Almwirtschaft, Schafalpung, Behirtung, Hirt, extensive Beweidung, gelenkte Weideführung, Ausbildung

Titel, Abstract, Schlagwörter (englisch)

Titel (englisch)

Knowledge Transfer for qualified shepherds on alpine pastures with small ruminants and targeted grazing: Establishing of a modular training for shepherds in Austria

Abstract (englisch)

Extensive grazing with small ruminants is of high ecological, societal, and economic importance in alpine regions. Small ruminants make a significant contribution to cultural landscapes and biodiversity, especially in areas that are difficult for cattle to access. Current challenges such as climate change, the return of large predators, low livestock numbers, a shortage of qualified staff, or increasing shrub encroachment negatively impact alpine pastures, their capacity to protect against natural hazards and their biodiversity.
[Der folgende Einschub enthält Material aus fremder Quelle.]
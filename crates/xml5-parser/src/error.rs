//! Error types shared by the tokenizer and the tree builder.
//!
//! Three kinds of outcome are kept apart:
//! - recoverable well-formedness problems are [`ParseError`] values, recorded
//!   in order and never fatal unless strict mode is on;
//! - running out of buffered input is [`NeedMoreInput`], a control-flow signal
//!   that only travels between the buffer and the tokenizer run loop;
//! - [`XmlError`] is what a caller can actually get back as a failure.

use std::fmt;

use serde::Serialize;
use strum_macros::Display;
use thiserror::Error;

/// Stable codes for recoverable parse errors.
///
/// `Display` renders the kebab-case code, e.g. `duplicate-attribute`.
#[derive(Debug, Clone, Copy, PartialEq, Eq, Hash, Display, Serialize)]
#[strum(serialize_all = "kebab-case")]
#[serde(rename_all = "kebab-case")]
pub enum ErrorCode {
    // Character and entity references
    /// `&#` not followed by a decimal digit or `x` plus a hex digit.
    ExpectedNumericEntity,
    /// `&#13;` or `&#xD;`, replaced by a line feed.
    IncorrectCrNewlineEntity,
    /// A reference into the C1 control range, remapped through Windows-1252.
    #[strum(serialize = "illegal-windows-1252-entity")]
    #[serde(rename = "illegal-windows-1252-entity")]
    IllegalWindows1252Entity,
    /// Zero, a surrogate, or a value beyond U+10FFFF; replaced by U+FFFD.
    CantConvertNumericEntity,
    /// A numeric reference without its closing `;`.
    NumericEntityWithoutSemicolon,
    /// `&name` that matches no declared entity.
    ExpectedNamedEntity,
    /// A named reference accepted without its closing `;`.
    NamedEntityWithoutSemicolon,
    /// `%name;` that matches no declared parameter entity.
    ExpectedParameterEntity,
    /// More than sixteen expansions inside one expansion window.
    EntityExpansionLimit,

    // Tags and attributes
    /// A character after `<` or `</` that cannot start a tag name.
    ExpectedTagName,
    /// A `/` in a tag that is not immediately followed by `>`.
    IncorrectlyPlacedSolidus,
    /// An attribute name repeated on the same tag; the first one wins.
    DuplicateAttribute,
    /// A `:` where an attribute name should start.
    UnexpectedColonInAttributeName,
    /// Junk between an end tag's name and its `>`.
    UnexpectedCharacterInEndTag,
    /// Input ended inside a start, empty or end tag.
    EofInTag,

    // Markup declarations and other constructs
    /// `<!` followed by something other than `--`, `[CDATA[` or `DOCTYPE`.
    ExpectedMarkupDeclaration,
    /// `<?` followed by whitespace or the end of input.
    ExpectedPiTarget,
    /// Input ended inside a comment.
    EofInComment,
    /// Input ended inside a CDATA section.
    EofInCdata,
    /// Input ended inside a processing instruction.
    EofInPi,
    /// Input ended inside the DOCTYPE or its internal subset.
    EofInDoctype,
    /// A malformed declaration inside the internal subset, skipped up to `>`.
    BogusDoctypeDeclaration,

    // Tree construction
    /// An end tag whose name matches no open element.
    UnmatchedClose,
    /// Content other than comments, processing instructions and whitespace
    /// before the root element.
    UnexpectedContentBeforeRoot,
    /// Content other than comments, processing instructions and whitespace
    /// after the root element closed.
    UnexpectedContentAfterRoot,
}

/// A recorded well-formedness error: a code plus optional context such as the
/// offending name.
#[derive(Debug, Clone, PartialEq, Eq, Serialize)]
pub struct ParseError {
    /// What went wrong.
    pub code: ErrorCode,
    /// The name, character or reference text the error is about, if any.
    pub data: Option<String>,
}

impl ParseError {
    /// An error with no auxiliary data.
    #[must_use]
    pub const fn new(code: ErrorCode) -> Self {
        Self { code, data: None }
    }

    /// An error carrying the offending text.
    #[must_use]
    pub fn with_data(code: ErrorCode, data: impl Into<String>) -> Self {
        Self {
            code,
            data: Some(data.into()),
        }
    }
}

impl fmt::Display for ParseError {
    fn fmt(&self, f: &mut fmt::Formatter<'_>) -> fmt::Result {
        match &self.data {
            Some(data) => write!(f, "{}: {data}", self.code),
            None => write!(f, "{}", self.code),
        }
    }
}

/// The buffer ran out of text before end of input was signaled.
///
/// Not an error: the run loop rolls back to the last commit and waits for the
/// next chunk.
#[derive(Debug, Clone, Copy, PartialEq, Eq)]
pub struct NeedMoreInput;

/// Result of a buffer read: the value, or a request for more input.
pub type Input<T> = Result<T, NeedMoreInput>;

/// Failures surfaced to the caller. Any partially built tree is discarded.
#[derive(Debug, Clone, PartialEq, Eq, Error)]
pub enum XmlError {
    /// Strict mode stopped at the first recorded parse error.
    #[error("parse error in strict mode: {0}")]
    Strict(ParseError),
    /// The document uses a construct this parser deliberately does not handle.
    #[error("unsupported construct: {0}")]
    Unsupported(String),
}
Targeted grazing management of sheep and goat herds allows for improved animal monitoring, easier access to animals in cases of illness, injury or necessary separation from the herd, as well as herd protection. Additionally, targeted grazing optimizes the use of pastureland, making it easier to prevent overgrazing and undergrazing. Shepherds play a central role in this process. Therefore, having qualified staff on sheep and goat alpine pastures is crucial for implementing this form of management. To ensure the best possible management and to counteract staff shortage on alpine pastures with directed grazing management, it is necessary to train shepherds and transfer comprehensive knowledge about herding of sheep and goat herds. Training can also help to make the profession more attractive and motivate shepherds to remain in the profession long-term.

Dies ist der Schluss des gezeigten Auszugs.